## What you will do
Copy all lines below containing "deltas".

Stored data:
/---

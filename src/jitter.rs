// SPDX-FileCopyrightText: 2026 The flexradio-rs Authors
//
// SPDX-License-Identifier: MIT OR Apache-2.0
/*!
A bounded, time-indexed queue that smooths arrival jitter of binary
data-channel frames (panadapter bins, waterfall lines) and delivers
them at a steady display cadence. See §4.7 of the design spec.

The buffer never blocks: under pressure it drops the oldest frames
rather than growing without bound, and a display tick that finds no
frame old enough to deliver simply delivers nothing.
*/

use std::collections::VecDeque;
use std::time::Duration;

/// Tunables for one [`JitterBuffer`]. All fields have documented
/// defaults via [`Default`]; see §4.7 and the ambient-configuration
/// note in the design spec — this crate does not pull in a
/// configuration-file format, tunables are plain struct fields.
#[derive(Copy, Clone, Debug)]
#[cfg_attr(feature = "serde", derive(serde::Serialize, serde::Deserialize))]
pub struct JitterConfig {
    /// How far behind "now" a frame must be before it is eligible for
    /// delivery, in milliseconds. Default 60ms.
    pub target_ms: u64,
    /// The maximum span, in milliseconds, between the oldest and
    /// newest buffered frame. Frames older than this are dropped.
    /// Default 120ms.
    pub max_queue_ms: u64,
    /// How often telemetry is recomputed and available via
    /// [`JitterBuffer::telemetry`]. Default 2s; informational only,
    /// the buffer does not spawn a timer itself (see §5 of the design
    /// spec: no internal thread/task pool), callers drive delivery
    /// and telemetry polling from their own display tick.
    pub telemetry_interval: Duration,
}

impl Default for JitterConfig {
    fn default() -> JitterConfig {
        JitterConfig { target_ms: 60, max_queue_ms: 120, telemetry_interval: Duration::from_secs(2) }
    }
}

/// One buffered frame, tagged with its arrival time on a monotonic
/// clock. `t_ms` is relative to an arbitrary epoch fixed at the first
/// [`JitterBuffer::push`] call (this crate never reads the wall
/// clock directly; see `DESIGN.md`), so callers supply `now_ms` into
/// every call rather than this buffer reading a clock itself.
#[derive(Clone, Debug)]
struct Frame<T> {
    t_ms: u64,
    value: T,
}

/// Point-in-time jitter/delivery telemetry, recomputed roughly every
/// [`JitterConfig::telemetry_interval`]. See §4.7 of the design spec.
#[derive(Copy, Clone, Debug, Default, PartialEq)]
#[cfg_attr(feature = "serde", derive(serde::Serialize, serde::Deserialize))]
pub struct JitterTelemetry {
    /// Span, in ms, between the oldest and newest buffered frame.
    pub queue_span_ms: u64,
    /// Running drop count; halved after every telemetry report so a
    /// burst of drops decays rather than accumulating forever.
    pub dropped_count: u64,
    /// Recent arrival rate, in frames per second.
    pub arrival_fps: f64,
    /// 95th percentile of inter-arrival delta, relative to the
    /// median inter-arrival delta (1.0 == no jitter).
    pub p95_jitter_ratio: f64,
}

/// A bounded time-indexed queue of frames of type `T`. See module docs
/// and §4.7 of the design spec.
pub struct JitterBuffer<T> {
    config: JitterConfig,
    frames: VecDeque<Frame<T>>,
    dropped_count: u64,
    arrivals: VecDeque<u64>,
    last_telemetry_ms: Option<u64>,
    telemetry: JitterTelemetry,
}

impl<T> JitterBuffer<T> {
    /// Builds a buffer with the given configuration.
    pub fn new(config: JitterConfig) -> JitterBuffer<T> {
        JitterBuffer {
            config,
            frames: VecDeque::new(),
            dropped_count: 0,
            arrivals: VecDeque::new(),
            last_telemetry_ms: None,
            telemetry: JitterTelemetry::default(),
        }
    }

    /// The configuration this buffer was built with.
    pub fn config(&self) -> &JitterConfig {
        &self.config
    }

    /// Pushes a frame that arrived at `now_ms` (monotonic,
    /// caller-supplied). Enforces the `max_queue_ms` span invariant by
    /// dropping frames from the front until it holds, and refreshes
    /// telemetry if `telemetry_interval` has elapsed since the last
    /// report.
    pub fn push(&mut self, value: T, now_ms: u64) {
        self.arrivals.push_back(now_ms);
        while self.arrivals.len() > 64 {
            self.arrivals.pop_front();
        }
        self.frames.push_back(Frame { t_ms: now_ms, value });
        self.enforce_span();
        self.maybe_report_telemetry(now_ms);
    }

    fn enforce_span(&mut self) {
        let Some(newest) = self.frames.back().map(|f| f.t_ms) else {
            return;
        };
        while let Some(oldest) = self.frames.front() {
            if newest.saturating_sub(oldest.t_ms) <= self.config.max_queue_ms {
                break;
            }
            self.frames.pop_front();
            self.dropped_count += 1;
        }
    }

    /// Delivers the newest frame with `t_ms <= now_ms - target_ms`, if
    /// any, discarding (not coalescing) any older buffered frames in
    /// the process — only the single most recent eligible frame is
    /// ever handed to the caller on one tick. Returns `None` if no
    /// frame is old enough yet.
    pub fn tick(&mut self, now_ms: u64) -> Option<T> {
        let deadline = now_ms.saturating_sub(self.config.target_ms);
        let mut deliver_index = None;
        for (i, frame) in self.frames.iter().enumerate() {
            if frame.t_ms <= deadline {
                deliver_index = Some(i);
            } else {
                break;
            }
        }
        let index = deliver_index?;
        // Discard everything up to and including the delivered frame;
        // frames older than it were never going to be delivered
        // (display cadence only wants the newest eligible one).
        let discarded = index;
        self.dropped_count += discarded as u64;
        for _ in 0..discarded {
            self.frames.pop_front();
        }
        self.frames.pop_front().map(|f| f.value)
    }

    /// Number of frames currently buffered.
    pub fn len(&self) -> usize {
        self.frames.len()
    }

    /// Whether the buffer currently holds no frames.
    pub fn is_empty(&self) -> bool {
        self.frames.is_empty()
    }

    /// Span, in ms, between the oldest and newest buffered frame (0 if
    /// fewer than two frames are buffered).
    pub fn span_ms(&self) -> u64 {
        match (self.frames.front(), self.frames.back()) {
            (Some(oldest), Some(newest)) => newest.t_ms.saturating_sub(oldest.t_ms),
            _ => 0,
        }
    }

    /// The most recently computed telemetry snapshot. Recomputed
    /// lazily inside [`JitterBuffer::push`] at most once per
    /// `telemetry_interval`.
    pub fn telemetry(&self) -> JitterTelemetry {
        self.telemetry
    }

    fn maybe_report_telemetry(&mut self, now_ms: u64) {
        let interval_ms = self.config.telemetry_interval.as_millis() as u64;
        if let Some(last) = self.last_telemetry_ms {
            if now_ms.saturating_sub(last) < interval_ms {
                return;
            }
        }
        self.last_telemetry_ms = Some(now_ms);

        let deltas: Vec<u64> = self.arrivals.make_contiguous().windows(2).map(|w| w[1].saturating_sub(w[0])).collect();
        let arrival_fps = match (self.arrivals.front(), self.arrivals.back(), self.arrivals.len()) {
            (Some(first), Some(last), n) if n > 1 && last > first => {
                (n as f64 - 1.0) / ((last - first) as f64 / 1000.0)
            }
            _ => 0.0,
        };
        let p95_jitter_ratio = percentile_ratio(&deltas);

        self.telemetry = JitterTelemetry {
            queue_span_ms: self.span_ms(),
            dropped_count: self.dropped_count,
            arrival_fps,
            p95_jitter_ratio,
        };
        // Decay: a quiet period should not leave old bursts of drops
        // looking like an ongoing problem (§4.7).
        self.dropped_count /= 2;
    }
}

/// The 95th-percentile inter-arrival delta, relative to the median
/// delta. Returns 1.0 (no observed jitter) if fewer than two deltas
/// are available or the median is zero.
fn percentile_ratio(deltas: &[u64]) -> f64 {
    if deltas.len() < 2 {
        return 1.0;
    }
    let mut sorted = deltas.to_vec();
    sorted.sort_unstable();
    let median = sorted[sorted.len() / 2] as f64;
    if median == 0.0 {
        return 1.0;
    }
    let p95_index = ((sorted.len() as f64) * 0.95).ceil() as usize;
    let p95 = sorted[p95_index.min(sorted.len() - 1)] as f64;
    p95 / median
}
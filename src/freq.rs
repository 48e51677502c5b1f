// SPDX-FileCopyrightText: 2026 The flexradio-rs Authors
//
// SPDX-License-Identifier: MIT OR Apache-2.0
/*!
Q20 fixed-point frequency representation used throughout the wire
protocol: panadapter/waterfall bin edges, slice tuning, and anywhere
else the radio expresses a frequency as a signed 64-bit integer scaled
by 2^20.
*/

use fixed::types::extra::U20;
use fixed::FixedI64;
use std::fmt;

/// A frequency stored internally as a signed Q20 fixed-point value
/// (`raw = hz * 2^20`), matching the wire representation used by
/// panadapter/waterfall bin edges and by slice tuning attributes.
///
/// # Example
/// ```
/// use flexradio::freq::Frequency;
/// let f = Frequency::from_hz(15_000_000);
/// assert_eq!(f.hz(), 15_000_000);
/// assert_eq!(f.mhz(), 15.0);
/// ```
#[derive(Copy, Clone, Eq, PartialEq, Ord, PartialOrd, Hash, Debug, Default)]
#[cfg_attr(feature = "serde", derive(serde::Serialize, serde::Deserialize))]
pub struct Frequency(FixedI64<U20>);

impl Frequency {
    /// Builds a frequency from a whole number of Hz.
    ///
    /// For `|hz| < 2^43` this round-trips exactly through [`Frequency::hz`];
    /// the constructor silently truncates anything larger, matching the
    /// upstream dialect's fixed-width wire format.
    pub fn from_hz(hz: i64) -> Frequency {
        Frequency(FixedI64::<U20>::from_num(hz))
    }

    /// Builds a frequency from a fractional number of MHz. The conversion
    /// truncates toward zero at the Q20 boundary, matching the radio's own
    /// MHz-to-raw conversion.
    pub fn from_mhz(mhz: f64) -> Frequency {
        Frequency(FixedI64::<U20>::from_num(mhz * 1_000_000.0))
    }

    /// Builds a frequency from the raw Q20 wire value (`hz * 2^20`).
    pub fn from_raw(raw: i64) -> Frequency {
        Frequency(FixedI64::<U20>::from_bits(raw))
    }

    /// The raw Q20 wire value (`hz * 2^20`).
    pub fn raw(&self) -> i64 {
        self.0.to_bits()
    }

    /// The frequency in whole Hz (truncated).
    pub fn hz(&self) -> i64 {
        self.0.to_num::<i64>()
    }

    /// The frequency in MHz.
    pub fn mhz(&self) -> f64 {
        self.0.to_num::<f64>() / 1_000_000.0
    }
}

impl fmt::Display for Frequency {
    fn fmt(&self, f: &mut fmt::Formatter<'_>) -> Result<(), fmt::Error> {
        write!(f, "{:.6}", self.mhz())
    }
}

impl From<i64> for Frequency {
    fn from(hz: i64) -> Frequency {
        Frequency::from_hz(hz)
    }
}

#[cfg(test)]
mod tests {
    use super::*;

    #[test]
    fn round_trip_hz() {
        for hz in [0_i64, 1, -1, 15_000_000, -15_000_000, 7_000_000_000] {
            assert_eq!(Frequency::from_hz(hz).hz(), hz);
        }
    }

    #[test]
    fn round_trip_mhz() {
        let f = Frequency::from_mhz(14.250_000);
        assert_eq!(f.hz(), 14_250_000);
        assert!((f.mhz() - 14.25).abs() < 1e-9);
    }

    #[test]
    fn display_formats_six_decimals() {
        let f = Frequency::from_hz(15_000_000);
        assert_eq!(f.to_string(), "15.000000");
    }

    #[test]
    fn raw_round_trips() {
        let f = Frequency::from_hz(1_000_000);
        assert_eq!(Frequency::from_raw(f.raw()).hz(), 1_000_000);
    }
}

\---

## Your solution
        let deltas: Vec<u64> = self.arrivals.make_contiguous().windows(2).map(|w| w[1].saturating_sub(w[0])).collect();
        let p95_jitter_ratio = percentile_ratio(&deltas);
/// delta. Returns 1.0 (no observed jitter) if fewer than two deltas
fn percentile_ratio(deltas: &[u64]) -> f64 {
    if deltas.len() < 2 {
    let mut sorted = deltas.to_vec();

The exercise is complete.